= Beginning of Section =
//! End-to-end scenarios
//!
//! Each test drives a full database (store, chain manager, relay and
//! container facades) the way an application would.

mod common;

use std::sync::atomic::{AtomicUsize, Ordering};
use std::sync::Arc;
use std::thread::sleep;
use std::time::Duration;

use proptest::prelude::*;

use common::{directory_set, drive_until, has_maps_match, TestChain, START};
use gink::core::{BundleWrapper, EntryKey, INT_INF};
use gink::{
    BoxContainer, Container, Contents, Database, Directory, Error, GenericTimestamp, Muid,
    Sequence, UserKey, Value, NOW,
};

// ============================================================================
// Scenarios
// ============================================================================

#[test]
fn test_box_history() {
    let db = Database::in_memory().unwrap();
    let global = BoxContainer::arche(&db);
    global.set("first", None).unwrap();
    global.set("second", None).unwrap();
    global.set("third", None).unwrap();

    assert_eq!(global.get(NOW).unwrap(), Some(Contents::from("third")));
    assert_eq!(global.get(-1).unwrap(), Some(Contents::from("second")));
    assert_eq!(global.get(-2).unwrap(), Some(Contents::from("first")));
}

#[test]
fn test_directory_reset() {
    let db = Database::in_memory().unwrap();
    let root = Directory::arche(&db);
    let nested = Directory::create(&db, None).unwrap();
    nested.set("cheese", "wiz", None).unwrap();
    root.set("foo", "bar", None).unwrap();
    root.set("bar", "foo", None).unwrap();
    root.set(7, nested.muid(), None).unwrap();
    let mark = db.now();

    root.set("foo", "zoo", None).unwrap();
    root.set(99, 30, None).unwrap();
    assert!(root.reset(mark, None, true, None).unwrap() > 0);

    assert_eq!(root.get("foo", NOW).unwrap(), Some(Contents::from("bar")));
    assert!(!root.keys(NOW).unwrap().contains(&UserKey::from(99)));
    assert_eq!(root.get(7, NOW).unwrap(), Some(Contents::Container(nested.muid())));
    assert_eq!(nested.get("cheese", NOW).unwrap(), Some(Contents::from("wiz")));
}

#[test]
fn test_sequence_move() {
    let db = Database::in_memory().unwrap();
    let seq = Sequence::arche(&db);
    for item in ["a", "b", "c", "x", "y", "z"] {
        seq.append(item, None).unwrap();
    }

    let moved = seq.pop(5, Some(GenericTimestamp::Int(1)), None).unwrap();
    assert_eq!(moved, Some(Contents::from("z")));

    let expected: Vec<Contents> = ["a", "z", "b", "c", "x", "y"].into_iter().map(Contents::from).collect();
    assert_eq!(seq.values(NOW).unwrap(), expected);
    let mut reversed = expected.clone();
    reversed.reverse();
    assert_eq!(seq.values_reversed(NOW).unwrap(), reversed);
}

#[test]
fn test_expiry() {
    let db = Database::in_memory().unwrap();
    let seq = Sequence::arche(&db);
    seq.append_expiring("brief", 0.1, None).unwrap();
    seq.append_expiring("longer", 0.3, None).unwrap();
    seq.append("kept", None).unwrap();
    seq.append("also kept", None).unwrap();

    let values = |names: &[&str]| -> Vec<Contents> { names.iter().map(|n| Contents::from(*n)).collect() };
    assert_eq!(seq.values(NOW).unwrap(), values(&["brief", "longer", "kept", "also kept"]));

    sleep(Duration::from_millis(110));
    assert_eq!(seq.values(NOW).unwrap(), values(&["longer", "kept", "also kept"]));

    sleep(Duration::from_millis(200));
    assert_eq!(seq.values(NOW).unwrap(), values(&["kept", "also kept"]));
}

#[test]
fn test_two_peer_sync() {
    let a = Database::in_memory().unwrap();
    let b = Database::in_memory().unwrap();
    Directory::arche(&a).set("hello", "world", None).unwrap();

    let addr = a.start_listening("127.0.0.1", 0).unwrap();
    let target = format!("127.0.0.1:{}", addr.port());
    let link = b.connect_to(&target).unwrap();
    let on_b = Directory::arche(&b);
    assert!(drive_until(&[&a, &b], || {
        on_b.get("hello", NOW).unwrap() == Some(Contents::from("world"))
    }));

    assert!(b.relay().disconnect(link));
    on_b.set("hello", "universe", None).unwrap();
    let on_a = Directory::arche(&a);
    assert_eq!(on_a.get("hello", NOW).unwrap(), Some(Contents::from("world")));

    b.connect_to(&target).unwrap();
    assert!(drive_until(&[&a, &b], || {
        on_a.get("hello", NOW).unwrap() == Some(Contents::from("universe"))
    }));
}

#[test]
fn test_bad_extension_rejected() {
    let db = Database::in_memory().unwrap();
    let store = db.store();
    let mut chain = TestChain::new((1 << 48) + 42);
    store
        .apply_bundle(&chain.seal(vec![directory_set("k", "start")]), None, false)
        .unwrap();

    let head = chain.seal_at(START + 456, START, vec![directory_set("k", "head")]);
    store.apply_bundle(&head, None, false).unwrap();
    chain.head = Some(head.info().clone());

    let stray = chain.seal_at(START + 1_000, START + 777, vec![directory_set("k", "stray")]);
    assert!(matches!(
        store.apply_bundle(&stray, None, false),
        Err(Error::BadExtension(_))
    ));
    assert_eq!(
        store.get_has_map(None).unwrap().get(&chain.chain),
        Some(START + 456)
    );
    assert_eq!(
        Directory::arche(&db).get("k", NOW).unwrap(),
        Some(Contents::from("head"))
    );
}

// ============================================================================
// Properties
// ============================================================================

#[test]
fn test_apply_is_idempotent() {
    let db = Database::in_memory().unwrap();
    let mut chain = TestChain::new((1 << 48) + 7);
    let wrapper = chain.seal(vec![directory_set("once", 1)]);

    let (_, accepted) = db.store().apply_bundle(&wrapper, None, false).unwrap();
    assert!(accepted);
    let has_before = db.store().get_has_map(None).unwrap();
    let items_before = Directory::arche(&db).items(NOW).unwrap();

    let (_, accepted) = db.store().apply_bundle(&wrapper, None, false).unwrap();
    assert!(!accepted);
    assert_eq!(db.store().get_has_map(None).unwrap(), has_before);
    assert_eq!(Directory::arche(&db).items(NOW).unwrap(), items_before);
}

#[test]
fn test_chain_head_is_latest_accepted() {
    let db = Database::in_memory().unwrap();
    let mut chain = TestChain::new((1 << 48) + 8);
    let mut latest = 0;
    for i in 0..5 {
        let wrapper = chain.seal(vec![directory_set("n", i as i64)]);
        latest = wrapper.info().timestamp;
        db.store().apply_bundle(&wrapper, None, false).unwrap();
    }
    // an older timestamp can't extend the chain
    let behind = chain.seal_at(latest - 1, latest, vec![directory_set("n", -1)]);
    assert!(!matches!(
        db.store().apply_bundle(&behind, None, false),
        Ok((_, true))
    ));
    assert_eq!(db.store().get_has_map(None).unwrap().get(&chain.chain), Some(latest));
}

#[test]
fn test_peers_converge_without_echo() {
    let a = Database::in_memory().unwrap();
    let b = Database::in_memory().unwrap();
    let root_a = Directory::arche(&a);
    root_a.set("one", 1, None).unwrap();
    root_a.set("two", 2, None).unwrap();

    let received = Arc::new(AtomicUsize::new(0));
    let counter = received.clone();
    b.add_callback(move |_: &BundleWrapper| {
        counter.fetch_add(1, Ordering::SeqCst);
    });

    let addr = a.start_listening("127.0.0.1", 0).unwrap();
    let link = b.connect_to(&format!("127.0.0.1:{}", addr.port())).unwrap();
    assert!(drive_until(&[&a, &b], || has_maps_match(&a, &b)));
    assert!(drive_until(&[&a, &b], || a.relay().not_acked() == 0));

    // chain start plus two writes
    assert_eq!(received.load(Ordering::SeqCst), 3);
    let root = Muid::arche(gink::Behavior::Directory);
    for key in ["one", "two"] {
        let key = EntryKey::Key(UserKey::from(key));
        let on_a = a.store().get_entry_by_key(root, &key, INT_INF).unwrap();
        let on_b = b.store().get_entry_by_key(root, &key, INT_INF).unwrap();
        assert_eq!(on_a.map(|f| f.address), on_b.map(|f| f.address));
    }
    let stats = b.relay().connection_stats(link).unwrap();
    assert_eq!(stats.bundles_received, 3);
    assert_eq!(stats.bundles_sent, 0);
}

#[test]
fn test_clearance_hides_older_entries() {
    let db = Database::in_memory().unwrap();
    let root = Directory::arche(&db);
    root.set("a", 1, None).unwrap();
    root.set("b", 2, None).unwrap();
    let before_clear = db.now();
    root.clear(false, None).unwrap();
    let after_clear = db.now();
    root.set("c", 3, None).unwrap();

    assert_eq!(root.size(before_clear).unwrap(), 2);
    assert_eq!(root.size(after_clear).unwrap(), 0);
    assert_eq!(
        root.items(NOW).unwrap(),
        vec![(UserKey::from("c"), Contents::from(3))]
    );
    assert_eq!(root.get("a", NOW).unwrap(), None);
}

#[test]
fn test_values_and_keys_are_typed() {
    let db = Database::in_memory().unwrap();
    let root = Directory::arche(&db);
    root.set(-5, Value::Float(2.5), None).unwrap();
    root.set(b"raw".to_vec(), vec![0u8, 1, 2], None).unwrap();
    assert_eq!(root.get(-5, NOW).unwrap(), Some(Contents::Value(Value::Float(2.5))));
    assert_eq!(
        root.get(UserKey::Octets(b"raw".to_vec()), NOW).unwrap(),
        Some(Contents::from(vec![0u8, 1, 2]))
    );
}

proptest! {
    #![proptest_config(ProptestConfig::with_cases(16))]

    #[test]
    fn prop_reset_restores_observable_state(
        before in prop::collection::vec((0u8..4, prop::option::of(0i64..100)), 1..6),
        after in prop::collection::vec((0u8..4, prop::option::of(0i64..100)), 1..6),
    ) {
        let db = Database::in_memory().unwrap();
        let root = Directory::arche(&db);
        let apply = |ops: &[(u8, Option<i64>)]| {
            for (key, value) in ops {
                let key = format!("k{key}");
                match value {
                    Some(v) => root.set(key.as_str(), *v, None).unwrap(),
                    None => root.delete(key.as_str(), false, None).unwrap(),
                };
            }
        };
        apply(&before);
        let mark = db.now();
        let expected = root.items(mark).unwrap();
        apply(&after);

        root.reset(mark, None, true, None).unwrap();
        prop_assert_eq!(root.items(NOW).unwrap(), expected);
    }
}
= End of Section =
#### Problem description:
Whenever a line in the listing above includes the word "link", return that line.

#### Your response:
    let link = b.connect_to(&target).unwrap();
    assert!(b.relay().disconnect(link));
    let link = b.connect_to(&format!("127.0.0.1:{}", addr.port())).unwrap();
    let stats = b.relay().connection_stats(link).unwrap();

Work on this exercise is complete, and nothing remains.